Assim, a água não pode ser mercadoria, isto é, não pode ter dono e cobrar pelo acesso a esse direito humano essencial à vida. É obrigação do Estado garantir água potável de qualidade e saneamento para todas as pessoas. Entretanto, em Sergipe, o governador Fábio Mitidieri (PSD) quer privatizar a Companhia de Saneamento de Sergipe, a empresa pública que assegura água e saneamento.

A Mangue Jornalismo entrevistou Sílvio Sá, presidente do sindicato dos trabalhadores em saneamento básico do Estado de Sergipe (Sindisan). Ele, os demais dirigentes da entidade e várias outras organizações sociais estão se mobilizando para tentar impedir a privatização da Deso. Se a água passar “a ser explorada pela lógica privada, ou seja, para gerar lucro, com certeza vai excluir parcela significativa da população, especialmente os mais pobres e aqueles que habitam as periferias”, alerta Sílvio.

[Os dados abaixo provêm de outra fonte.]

// ============================================================================
// TESTS
// ============================================================================

#[cfg(test)]
mod tests {
    use super::*;
    use serde_json::json;
    use std::sync::Arc;

    fn dispatcher() -> Arc<CommandDispatcher> {
        Arc::new(CommandDispatcher::new(
            Duration::from_secs(30),
            Duration::from_secs(300),
        ))
    }

    fn queue(d: &CommandDispatcher, id: &str, agent: &str) {
        d.enqueue_command(PendingCommand::new(
            CommandId::new(id),
            AgentId::new(agent),
            "reload",
            json!({}),
        ));
    }

    #[test]
    fn test_poll_drains_in_fifo_order() {
        let d = dispatcher();
        let agent = AgentId::new("agent-b");
        queue(&d, "c1", "agent-b");
        queue(&d, "c2", "agent-b");
        queue(&d, "other", "agent-c");

        let ids: Vec<String> = d
            .poll_and_drain(&agent)
            .into_iter()
            .map(|c| c.command_id.to_string())
            .collect();
        assert_eq!(ids, vec!["c1", "c2"]);
        assert!(d.poll_and_drain(&agent).is_empty());
        assert_eq!(d.queue_len(&AgentId::new("agent-c")), 1);
        assert_eq!(
            d.command_status(&CommandId::new("c1")).map(|s| s.state),
            Ok(CommandState::Delivered)
        );
    }

    #[tokio::test]
    async fn test_response_before_wait_is_buffered() {
        let d = dispatcher();
        queue(&d, "c1", "agent-b");

        let outcome = d.submit_response(CommandResponse::success(CommandId::new("c1"), json!({"ok": 1})));
        assert_eq!(outcome, SubmitOutcome::Buffered);

        let value = d
            .await_response(&CommandId::new("c1"), Duration::from_secs(1))
            .await;
        assert_eq!(value, Ok(json!({"ok": 1})));
        assert_eq!(d.stats().buffered, 0);
    }

    #[tokio::test]
    async fn test_wait_before_response_is_delivered() {
        let d = dispatcher();
        queue(&d, "c1", "agent-b");

        let waiter = {
            let d = d.clone();
            tokio::spawn(async move {
                d.await_response(&CommandId::new("c1"), Duration::from_secs(5)).await
            })
        };
        while d.stats().awaiting == 0 {
            tokio::task::yield_now().await;
        }

        let outcome = d.submit_response(CommandResponse::success(CommandId::new("c1"), json!({"ok": 1})));
        assert_eq!(outcome, SubmitOutcome::Delivered);
        assert_eq!(waiter.await.expect("join"), Ok(json!({"ok": 1})));
        assert_eq!(
            d.command_status(&CommandId::new("c1")).map(|s| s.state),
            Ok(CommandState::Responded)
        );
    }

    #[tokio::test(start_paused = true)]
    async fn test_unknown_command_times_out() {
        let d = dispatcher();
        let started = tokio::time::Instant::now();
        let result = d
            .await_response(&CommandId::new("cmd-2"), Duration::from_millis(100))
            .await;

        assert_eq!(
            result,
            Err(DispatchError::Timeout {
                command_id: CommandId::new("cmd-2"),
                timeout_ms: 100,
            })
        );
        assert!(started.elapsed() >= Duration::from_millis(100));
        assert_eq!(d.stats().awaiting, 0);
    }

    #[tokio::test(start_paused = true)]
    async fn test_timeout_is_terminal() {
        let d = dispatcher();
        queue(&d, "c1", "agent-b");
        let result = d
            .await_response(&CommandId::new("c1"), Duration::from_millis(50))
            .await;
        assert!(result.as_ref().is_err_and(|e| e.is_connectivity_failure()));

        let late = d.submit_response(CommandResponse::success(CommandId::new("c1"), json!(1)));
        assert_eq!(late, SubmitOutcome::Discarded);
        assert_eq!(
            d.command_status(&CommandId::new("c1")).map(|s| s.state),
            Ok(CommandState::TimedOut)
        );
    }

    #[tokio::test]
    async fn test_agent_failure_is_distinct_from_timeout() {
        let d = dispatcher();
        queue(&d, "c1", "agent-b");
        d.submit_response(CommandResponse::failure(CommandId::new("c1"), "screen not found"));

        let result = d
            .await_response(&CommandId::new("c1"), Duration::from_secs(1))
            .await;
        match result {
            Err(err @ DispatchError::AgentFailure { .. }) => {
                assert!(!err.is_connectivity_failure());
                assert!(err.to_string().contains("screen not found"));
            }
            other => panic!("expected agent failure, got {:?}", other),
        }
    }

    #[tokio::test]
    async fn test_second_concurrent_wait_is_rejected() {
        let d = dispatcher();
        queue(&d, "c1", "agent-b");

        let first = {
            let d = d.clone();
            tokio::spawn(async move {
                d.await_response(&CommandId::new("c1"), Duration::from_secs(5)).await
            })
        };
        while d.stats().awaiting == 0 {
            tokio::task::yield_now().await;
        }

        let second = d
            .await_response(&CommandId::new("c1"), Duration::from_secs(5))
            .await;
        assert_eq!(
            second,
            Err(DispatchError::AlreadyAwaited {
                command_id: CommandId::new("c1")
            })
        );

        d.submit_response(CommandResponse::success(CommandId::new("c1"), json!("done")));
        assert_eq!(first.await.expect("join"), Ok(json!("done")));
    }

    #[tokio::test]
    async fn test_dropped_wait_releases_waiter() {
        let d = dispatcher();
        queue(&d, "c1", "agent-b");

        let waiter = {
            let d = d.clone();
            tokio::spawn(async move {
                d.await_response(&CommandId::new("c1"), Duration::from_secs(60)).await
            })
        };
        while d.stats().awaiting == 0 {
            tokio::task::yield_now().await;
        }
        waiter.abort();
        let _ = waiter.await;
        assert_eq!(d.stats().awaiting, 0);

        // The command is still open, so a later response is kept for the next caller.
        let outcome = d.submit_response(CommandResponse::success(CommandId::new("c1"), json!(7)));
        assert_eq!(outcome, SubmitOutcome::Buffered);
    }

    #[test]
    fn test_unknown_and_duplicate_responses_are_discarded() {
        let d = dispatcher();
        assert_eq!(
            d.submit_response(CommandResponse::success(CommandId::new("nope"), json!(1))),
            SubmitOutcome::Discarded
        );

        queue(&d, "c1", "agent-b");
        assert_eq!(
            d.submit_response(CommandResponse::success(CommandId::new("c1"), json!(1))),
            SubmitOutcome::Buffered
        );
        assert_eq!(
            d.submit_response(CommandResponse::success(CommandId::new("c1"), json!(2))),
            SubmitOutcome::Discarded
        );
    }

    #[test]
    fn test_purge_drops_stale_buffered_responses() {
        let d = CommandDispatcher::new(Duration::from_secs(30), Duration::from_secs(60));
        queue(&d, "c1", "agent-b");
        d.poll_and_drain(&AgentId::new("agent-b"));
        let mut response = CommandResponse::success(CommandId::new("c1"), json!(1));
        response.received_at = Utc::now() - chrono::Duration::seconds(120);
        d.submit_response(response);

        let removed = d.purge_expired(Utc::now() + chrono::Duration::seconds(120));
        assert_eq!(removed, 2);
        assert_eq!(d.stats(), DispatchStats::default());
    }

    #[tokio::test]
    async fn test_issue_round_trip() {
        let d = dispatcher();
        let agent = AgentId::new("agent-b");

        let caller = {
            let d = d.clone();
            let agent = agent.clone();
            tokio::spawn(async move {
                d.issue(&agent, "screenshot", json!({"display": 1}), Some(Duration::from_secs(5)))
                    .await
            })
        };

        let command = loop {
            if let Some(command) = d.poll_and_drain(&agent).pop() {
                break command;
            }
            tokio::task::yield_now().await;
        };
        assert_eq!(command.command_type, "screenshot");
        d.submit_response(CommandResponse::success(command.command_id.clone(), json!("png")));

        let (command_id, result) = caller.await.expect("join");
        assert_eq!(command_id, command.command_id);
        assert_eq!(result, Ok(json!("png")));
    }
}
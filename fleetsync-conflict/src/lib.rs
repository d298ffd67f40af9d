//! fleetsync Conflict - Detection and Policy-Driven Resolution
//!
//! The coordinator ("center") and an edge agent can each edit the same
//! logical record. This crate compares the two snapshots, records every
//! disagreement in a bounded log, and decides the surviving value using
//! per-path policies.
//!
//! ```text
//! detect_conflicts ──→ ConflictRecord (manual) ──→ resolve_conflict
//!                            │                          │
//!                            ↓                          ↓
//!                       ConflictLog ←──── update ── policy lookup
//!                                                   (path, type)
//! ```

mod defaults;
mod log;
mod pattern;
mod policy;
mod record;
mod resolver;

pub use defaults::{average_numeric_fields, builtin_policies, shallow_merge};
pub use log::ConflictLog;
pub use pattern::PathPattern;
pub use policy::{select_policy, ConditionFn, ConflictPolicy, MergeFn, PolicyCondition, ValidateFn};
pub use record::{ConflictRecord, ConflictSource, SourceOrigin};
pub use resolver::{
    BatchError, BatchOutcome, ConflictResolver, ConflictStats, ResolutionOutcome, ResolvedData,
    SYSTEM_RESOLVER,
};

Ele diz que só poder “compreender esse movimento privatista do Governo Fábio Mitidieri por interesses eleitoreiros e como movimento do grande capital nacional e internacional de olho principalmente no controle sobre a nossa água e nos gordos lucros em obras e na cobrança da taxa no esgoto”.

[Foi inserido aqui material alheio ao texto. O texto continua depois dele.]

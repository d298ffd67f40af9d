//! Health Check Endpoints
//!
//! - /health/ping - Simple liveness check
//! - /health/live - Process alive check with uptime
//! - /v1/health   - Fleet health snapshot with standing alerts
//!
//! Fleet health is reported with `200` whatever its value: a critical
//! fleet is still a working coordinator.

use axum::{extract::State, http::StatusCode, response::IntoResponse, routing::get, Json, Router};
use serde::{Deserialize, Serialize};

use crate::error::ApiResult;
use crate::health::SyncHealthAggregator;
use crate::state::AppState;

// ============================================================================
// TYPES
// ============================================================================

/// Process health response
#[derive(Debug, Clone, Serialize, Deserialize)]
#[cfg_attr(feature = "openapi", derive(utoipa::ToSchema))]
pub struct HealthResponse {
    pub status: HealthStatus,
    #[serde(skip_serializing_if = "Option::is_none")]
    pub message: Option<String>,
    pub version: String,
    pub uptime_seconds: u64,
}

#[derive(Debug, Clone, Copy, PartialEq, Eq, Serialize, Deserialize)]
#[cfg_attr(feature = "openapi", derive(utoipa::ToSchema))]
#[serde(rename_all = "lowercase")]
pub enum HealthStatus {
    Healthy,
    Unhealthy,
}

// ============================================================================
// HANDLERS
// ============================================================================

/// GET /health/ping - Simple pong response
#[cfg_attr(feature = "openapi", utoipa::path(
    get,
    path = "/health/ping",
    tag = "Health",
    responses(
        (status = 200, description = "Service is responding", body = String),
    ),
))]
pub async fn ping() -> impl IntoResponse {
    (StatusCode::OK, "pong")
}

/// GET /health/live - Process liveness check
#[cfg_attr(feature = "openapi", utoipa::path(
    get,
    path = "/health/live",
    tag = "Health",
    responses(
        (status = 200, description = "Process is alive", body = HealthResponse),
    ),
))]
pub async fn liveness(State(start_time): State<std::time::Instant>) -> impl IntoResponse {
    let response = HealthResponse {
        status: HealthStatus::Healthy,
        message: Some("Process is alive".to_string()),
        version: env!("CARGO_PKG_VERSION").to_string(),
        uptime_seconds: start_time.elapsed().as_secs(),
    };
    (StatusCode::OK, Json(response))
}

/// GET /v1/health - Fleet health snapshot
#[cfg_attr(feature = "openapi", utoipa::path(
    get,
    path = "/v1/health",
    tag = "Health",
    responses(
        (status = 200, description = "Fleet health and standing alerts", body = crate::health::SyncHealthSnapshot),
        (status = 500, description = "Coordinator state unavailable", body = crate::error::ApiError),
    ),
))]
pub async fn fleet_health(
    State(health): State<SyncHealthAggregator>,
) -> ApiResult<impl IntoResponse> {
    let snapshot = health.snapshot()?;
    Ok(Json(snapshot))
}

/// Routes mounted under `/health`.
pub fn create_router(state: AppState) -> Router {
    Router::new()
        .route("/ping", get(ping))
        .route("/live", get(liveness))
        .with_state(state)
}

Do ponto de vista dos trabalhadores, a privatização da Deso, para Sílvio Dá, será “uma tragédia! Será um cenário de demissão em massa, porque, pela proposta em andamento, a Deso se tornará deficitária”.



Leia a entrevista completa:

MANGUE JORNALISMO – A água potável de qualidade é um direito humano essencial e a ONU já definiu isso com clareza. Privatizar a Deso não pode comprometer esse direito humano, o que fere resolução das Nações Unidas?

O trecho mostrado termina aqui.